Et si avant le confinement, beaucoup d’élèves traînaient des pieds pour venir à l’école, cela n’est plus le cas, constate Sandrine : « Ils sont ravis d’être là et qu’on s’occupe d’eux, qu’on explique le travail, qu’il existe des interactions entre eux et nous. Et on a un bon retour des parents, ravis de voir leurs enfants rentrer à la maison sans devoirs à faire », indique-t-elle. « Tout le monde était très content de revenir à l’école pour voir les copains », atteste aussi Manon. Mais après deux mois de travail à distance, certains enseignants ont constaté le retard pris par certains : « Ils se sont rendu compte de la fragilité de ce qui a été fait à la maison. Car l’investissement des élèves est inférieur quand ils sont encadrés par leurs parents plutôt que par leur enseignant », affirme Stéphane Crochet. « Certains élèves ont régressé au niveau de la lecture. Pour le moment, c’est le seul point que j’ai pu relever », indique Manon.
Du coup, depuis deux semaines, les enseignants tentent de remettre leurs élèves à niveau. « Les enseignants ont plutôt tendance à entretenir les compétences qu’à avancer le programme.
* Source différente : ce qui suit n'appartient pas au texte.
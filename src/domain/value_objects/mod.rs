//! Value Objects for the sweet shop

use rust_decimal::Decimal;
use serde::{Deserialize, Serialize};
use std::fmt;

/// Account name, trimmed, 1..=50 characters
#[derive(Clone, Debug, PartialEq, Eq, Hash, Serialize, Deserialize)]
#[serde(try_from = "String", into = "String")]
pub struct Username(String);

impl Username {
    pub fn new(value: impl Into<String>) -> Result<Self, ValueError> {
        let value = value.into().trim().to_string();
        if value.is_empty() { return Err(ValueError::EmptyUsername); }
        if value.chars().count() > 50 { return Err(ValueError::UsernameTooLong); }
        Ok(Self(value))
    }
    pub fn as_str(&self) -> &str { &self.0 }
}

impl TryFrom<String> for Username {
    type Error = ValueError;
    fn try_from(value: String) -> Result<Self, Self::Error> { Self::new(value) }
}

impl From<Username> for String {
    fn from(value: Username) -> Self { value.0 }
}

impl fmt::Display for Username {
    fn fmt(&self, f: &mut fmt::Formatter<'_>) -> fmt::Result { write!(f, "{}", self.0) }
}

/// Unit price, never negative
#[derive(Clone, Copy, Debug, PartialEq, Eq, PartialOrd, Ord, Serialize, Deserialize)]
#[serde(try_from = "Decimal", into = "Decimal")]
pub struct Price(Decimal);

impl Price {
    pub fn new(amount: Decimal) -> Result<Self, ValueError> {
        if amount.is_sign_negative() && !amount.is_zero() { return Err(ValueError::NegativePrice); }
        Ok(Self(amount))
    }
    pub fn amount(&self) -> Decimal { self.0 }
    pub fn multiply(&self, qty: Quantity) -> Decimal { self.0 * Decimal::from(qty.value()) }
}

impl TryFrom<Decimal> for Price {
    type Error = ValueError;
    fn try_from(value: Decimal) -> Result<Self, Self::Error> { Self::new(value) }
}

impl From<Price> for Decimal {
    fn from(value: Price) -> Self { value.0 }
}

impl fmt::Display for Price {
    fn fmt(&self, f: &mut fmt::Formatter<'_>) -> fmt::Result { write!(f, "{}", self.0) }
}

/// Units on hand or units requested
#[derive(Clone, Copy, Debug, Default, PartialEq, Eq, PartialOrd, Ord, Hash, Serialize, Deserialize)]
#[serde(transparent)]
pub struct Quantity(u32);

impl Quantity {
    pub const ONE: Quantity = Quantity(1);

    pub const fn new(value: u32) -> Self { Self(value) }
    pub fn value(&self) -> u32 { self.0 }
    pub fn add(&self, other: Quantity) -> Option<Self> { self.0.checked_add(other.0).map(Self) }
    pub fn subtract(&self, other: Quantity) -> Option<Self> { self.0.checked_sub(other.0).map(Self) }
    pub fn is_zero(&self) -> bool { self.0 == 0 }
}

impl TryFrom<i64> for Quantity {
    type Error = ValueError;
    fn try_from(value: i64) -> Result<Self, Self::Error> {
        u32::try_from(value).map(Self).map_err(|_| ValueError::QuantityOutOfRange(value))
    }
}

impl From<Quantity> for i64 {
    fn from(value: Quantity) -> Self { i64::from(value.0) }
}

impl fmt::Display for Quantity {
    fn fmt(&self, f: &mut fmt::Formatter<'_>) -> fmt::Result { write!(f, "{}", self.0) }
}

#[derive(Debug, Clone, PartialEq, Eq)]
pub enum ValueError { EmptyUsername, UsernameTooLong, NegativePrice, QuantityOutOfRange(i64) }
impl std::error::Error for ValueError {}
impl fmt::Display for ValueError {
    fn fmt(&self, f: &mut fmt::Formatter<'_>) -> fmt::Result {
        match self {
            Self::EmptyUsername => write!(f, "username is required"),
            Self::UsernameTooLong => write!(f, "username must be at most 50 characters"),
            Self::NegativePrice => write!(f, "price must not be negative"),
            Self::QuantityOutOfRange(v) => write!(f, "quantity {v} is out of range"),
        }
    }
}

#[cfg(test)]
mod tests {
    use super::*;
    #[test]
    fn test_username_trims() { assert_eq!(Username::new("  alice ").unwrap().as_str(), "alice"); }
    #[test]
    fn test_username_rejects_blank() { assert_eq!(Username::new("   "), Err(ValueError::EmptyUsername)); }
    #[test]
    fn test_price_rejects_negative() {
        assert!(Price::new(Decimal::new(-1, 2)).is_err());
        assert!(Price::new(Decimal::ZERO).is_ok());
    }
    #[test]
    fn test_price_multiply() {
        let p = Price::new(Decimal::new(250, 2)).unwrap();
        assert_eq!(p.multiply(Quantity::new(3)), Decimal::new(750, 2));
    }
    #[test]
    fn test_quantity_arithmetic() {
        let q = Quantity::new(5);
        assert_eq!(q.subtract(Quantity::new(5)), Some(Quantity::new(0)));
        assert_eq!(q.subtract(Quantity::new(6)), None);
        assert_eq!(Quantity::new(u32::MAX).add(Quantity::ONE), None);
    }
    #[test]
    fn test_quantity_from_negative() { assert!(Quantity::try_from(-3i64).is_err()); }
    #[test]
    fn test_price_deserialize_negative_fails() {
        assert!(serde_json::from_str::<Price>("-2.5").is_err());
        assert_eq!(serde_json::from_str::<Price>("2.5").unwrap().amount(), Decimal::new(25, 1));
    }
}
Et dans la majorité des cas, les lacunes des élèves se rattraperont, à condition de réorganiser les programmes l’an prochain », estime Francette Popineau. « Le fait d’être en présentiel permet une meilleure assimilation des compétences, car les élèves se mettent davantage en situation d’apprentissage et ont des interactions immédiates », souligne Stéphane Crochet. « Nous continuons le programme, mais de façon très light et ralentie. Nous avons décidé de cibler les compétences (analyser un document, rédiger un texte construit, se repérer…). Idem dans les autres disciplines, avec remise à niveau en maths pour les points non compris », explique Sandrine, enseignante d’histoire-géographie au collège. Et certains enseignants, comme Xavier, tentent de recréer un esprit de classe malgré les absents : « Je me sers de ce que je propose en distanciel et je le fais en classe avec les présents. Je rajoute pour les présents des activités pour faire du lien avec ceux restés à la maison : vidéos de "questions aux absents", vidéos de présentation de la classe version gestes protecteurs, danse Madisson, activités d’arts plastiques… ».
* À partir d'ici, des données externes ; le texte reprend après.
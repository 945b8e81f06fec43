//! Registration, login and bearer tokens.

use std::sync::Arc;
use std::time::Duration;

use argon2::password_hash::{rand_core::OsRng, PasswordHash, PasswordHasher, PasswordVerifier, SaltString};
use argon2::Argon2;
use chrono::Utc;
use jsonwebtoken::{DecodingKey, EncodingKey, Header, Validation};
use serde::{Deserialize, Serialize};
use tracing::{info, warn};
use uuid::Uuid;

use crate::domain::aggregates::{Role, User};
use crate::domain::events::UserEvent;
use crate::domain::value_objects::Username;
use crate::error::{ApiError, Result, StoreError};
use crate::services::EventBus;
use crate::store::UserStore;

/// Token payload: who the caller is and what they may do.
#[derive(Debug, Clone, PartialEq, Eq, Serialize, Deserialize)]
pub struct Claims {
    pub id: Uuid,
    pub role: Role,
    pub iat: i64,
    pub exp: i64,
}

impl Claims {
    pub fn is_admin(&self) -> bool { self.role == Role::Admin }
}

pub struct TokenKeys {
    encoding: EncodingKey,
    decoding: DecodingKey,
    ttl: Duration,
}

impl TokenKeys {
    pub fn new(secret: &str, ttl: Duration) -> Self {
        Self {
            encoding: EncodingKey::from_secret(secret.as_bytes()),
            decoding: DecodingKey::from_secret(secret.as_bytes()),
            ttl,
        }
    }

    pub fn issue(&self, user: &User) -> Result<String> {
        let now = Utc::now().timestamp();
        let ttl = i64::try_from(self.ttl.as_secs()).unwrap_or(i64::MAX);
        let claims = Claims { id: user.id, role: user.role, iat: now, exp: now.saturating_add(ttl) };
        self.sign(&claims)
    }

    pub fn sign(&self, claims: &Claims) -> Result<String> {
        jsonwebtoken::encode(&Header::default(), claims, &self.encoding)
            .map_err(|e| ApiError::Server(format!("token signing failed: {e}")))
    }

    /// Checks signature and expiry.
    pub fn verify(&self, token: &str) -> Result<Claims> {
        let mut validation = Validation::default();
        validation.leeway = 0;
        jsonwebtoken::decode::<Claims>(token, &self.decoding, &validation)
            .map(|data| data.claims)
            .map_err(|_| ApiError::InvalidToken)
    }
}

pub fn hash_password(password: &str) -> Result<String> {
    let salt = SaltString::generate(&mut OsRng);
    Argon2::default()
        .hash_password(password.as_bytes(), &salt)
        .map(|h| h.to_string())
        .map_err(|e| ApiError::Server(format!("password hashing failed: {e}")))
}

pub fn verify_password(password: &str, hash: &str) -> bool {
    PasswordHash::new(hash)
        .map(|parsed| Argon2::default().verify_password(password.as_bytes(), &parsed).is_ok())
        .unwrap_or(false)
}

#[derive(Clone)]
pub struct Accounts {
    users: Arc<dyn UserStore>,
    tokens: Arc<TokenKeys>,
    events: EventBus,
}

impl Accounts {
    pub fn new(users: Arc<dyn UserStore>, tokens: Arc<TokenKeys>, events: EventBus) -> Self {
        Self { users, tokens, events }
    }

    pub async fn register(&self, username: Username, password: &str) -> Result<User> {
        self.create(username, password, Role::User).await
    }

    async fn create(&self, username: Username, password: &str, role: Role) -> Result<User> {
        let password = password.to_string();
        let password_hash = tokio::task::spawn_blocking(move || hash_password(&password))
            .await
            .map_err(|e| ApiError::Server(format!("hashing task failed: {e}")))??;

        let user = User::register(username, password_hash, role);
        match self.users.insert(&user).await {
            Ok(()) => {}
            Err(StoreError::Duplicate(_)) => {
                warn!(username = %user.username, "username already registered");
                return Err(ApiError::UsernameTaken);
            }
            Err(e) => return Err(e.into()),
        }

        info!(user_id = %user.id, username = %user.username, role = %user.role, "user registered");
        self.events.publish(UserEvent::Registered { user_id: user.id }).await;
        Ok(user)
    }

    /// Returns a signed token on success.
    pub async fn login(&self, username: &str, password: &str) -> Result<String> {
        let Some(user) = self.users.find_by_username(username).await? else {
            warn!(username, "login for unknown user");
            return Err(ApiError::InvalidCredentials);
        };

        let password = password.to_string();
        let hash = user.password_hash.clone();
        let matches = tokio::task::spawn_blocking(move || verify_password(&password, &hash))
            .await
            .map_err(|e| ApiError::Server(format!("verification task failed: {e}")))?;
        if !matches {
            warn!(username, "login with wrong password");
            return Err(ApiError::InvalidCredentials);
        }

        self.tokens.issue(&user)
    }

    /// Creates the admin account unless the username already exists.
    pub async fn ensure_admin(&self, username: &str, password: &str) -> Result<()> {
        let username = Username::new(username).map_err(|e| ApiError::Validation(e.to_string()))?;
        if self.users.find_by_username(username.as_str()).await?.is_some() {
            return Ok(());
        }
        match self.create(username, password, Role::Admin).await {
            Ok(_) | Err(ApiError::UsernameTaken) => Ok(()),
            Err(e) => Err(e),
        }
    }
}

#[cfg(test)]
mod tests {
    use super::*;
    use crate::store::MemoryStore;

    fn accounts() -> (Accounts, Arc<TokenKeys>) {
        let tokens = Arc::new(TokenKeys::new("test-secret", Duration::from_secs(3600)));
        (Accounts::new(Arc::new(MemoryStore::default()), tokens.clone(), EventBus::disabled()), tokens)
    }

    #[test]
    fn password_hash_is_salted() {
        let a = hash_password("pw12345").unwrap();
        let b = hash_password("pw12345").unwrap();
        assert_ne!(a, b);
        assert!(a.starts_with("$argon2"));
        assert!(verify_password("pw12345", &a));
        assert!(!verify_password("nope", &a));
        assert!(!verify_password("pw12345", "not-a-hash"));
    }

    #[test]
    fn expired_and_foreign_tokens_are_rejected() {
        let keys = TokenKeys::new("test-secret", Duration::from_secs(3600));
        let now = Utc::now().timestamp();
        let stale = keys.sign(&Claims { id: Uuid::new_v4(), role: Role::User, iat: now - 7200, exp: now - 3600 }).unwrap();
        assert!(matches!(keys.verify(&stale), Err(ApiError::InvalidToken)));

        let other = TokenKeys::new("other-secret", Duration::from_secs(3600));
        let foreign = other.sign(&Claims { id: Uuid::new_v4(), role: Role::Admin, iat: now, exp: now + 60 }).unwrap();
        assert!(matches!(keys.verify(&foreign), Err(ApiError::InvalidToken)));
        assert!(matches!(keys.verify("garbage"), Err(ApiError::InvalidToken)));
    }

    #[tokio::test]
    async fn register_then_login_issues_verifiable_token() {
        let (accounts, tokens) = accounts();
        let user = accounts.register(Username::new("loginuser").unwrap(), "pw12345").await.unwrap();

        let token = accounts.login("loginuser", "pw12345").await.unwrap();
        let claims = tokens.verify(&token).unwrap();
        assert_eq!(claims.id, user.id);
        assert_eq!(claims.role, Role::User);
        assert_eq!(claims.exp - claims.iat, 3600);
    }

    #[tokio::test]
    async fn bad_credentials_are_rejected() {
        let (accounts, _) = accounts();
        accounts.register(Username::new("loginuser").unwrap(), "pw12345").await.unwrap();
        assert!(matches!(accounts.login("loginuser", "wrongpassword").await, Err(ApiError::InvalidCredentials)));
        assert!(matches!(accounts.login("nouser", "pw12345").await, Err(ApiError::InvalidCredentials)));
    }

    #[tokio::test]
    async fn duplicate_registration_fails() {
        let (accounts, _) = accounts();
        accounts.register(Username::new("duplicateuser").unwrap(), "pw").await.unwrap();
        let again = accounts.register(Username::new("duplicateuser").unwrap(), "pw").await;
        assert!(matches!(again, Err(ApiError::UsernameTaken)));
    }

    #[tokio::test]
    async fn ensure_admin_is_idempotent() {
        let (accounts, tokens) = accounts();
        accounts.ensure_admin("boss", "pw").await.unwrap();
        accounts.ensure_admin("boss", "other").await.unwrap();
        let token = accounts.login("boss", "pw").await.unwrap();
        assert!(tokens.verify(&token).unwrap().is_admin());
    }
}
« La dynamique de classe est assez faible »
Mais le respect du protocole sanitaire entraîne son lot de complications : « Avec le port du masque, il est difficile de bien se faire comprendre. Nous devons également faire toutes les photocopies à l’avance, ce qui n’aide pas, car parfois on pense à un exercice qu’on n’a pas photocopié. Les premières récréations ont aussi été compliquées au niveau des gestes barrières : ils ne respectaient pas les distances et avaient tendance à tout toucher », témoigne Manon. « La dynamique de classe est assez faible, car un groupe de 8 ou 9 élèves à peu d’interactions et les règles de sécurité que nous sommes obligés de respecter (pas de déplacement, pas de matériel collectif…) ne facilitent pas la vie de classe », renchérit Mathieu. « On ne fait que de l’aide à distance, pas de correction individuelle sur les cahiers, pas d’activités sportives collectives et un minimum de déplacement dans la classe, et donc des passages au tableau très occasionnels », abonde Xavier.
Et dans les petites classes, les contraintes semblent encore plus fortes : « Tous les lundis, il faut expliquer les gestes barrières car les élèves ont relâché leur vigilance pendant le week-end », indique Francette Popineau « En maternelle, les enseignants ont dû réadapter tous leurs contenus pédagogiques. Et le respect des gestes barrières ralentit forcément le rythme de la classe », abonde Stéphane Crochet. Les enseignants attendent avec impatience les nouvelles annonces du gouvernement cette semaine : « Le ministre voudrait que nous accueillions davantage d’enfants. Mais cela ne pourra se faire que si le protocole sanitaire est assoupli et que si nous avons l’assurance médicale que cela ne créera pas une deuxième vague de contaminations », insiste Francette Popineau.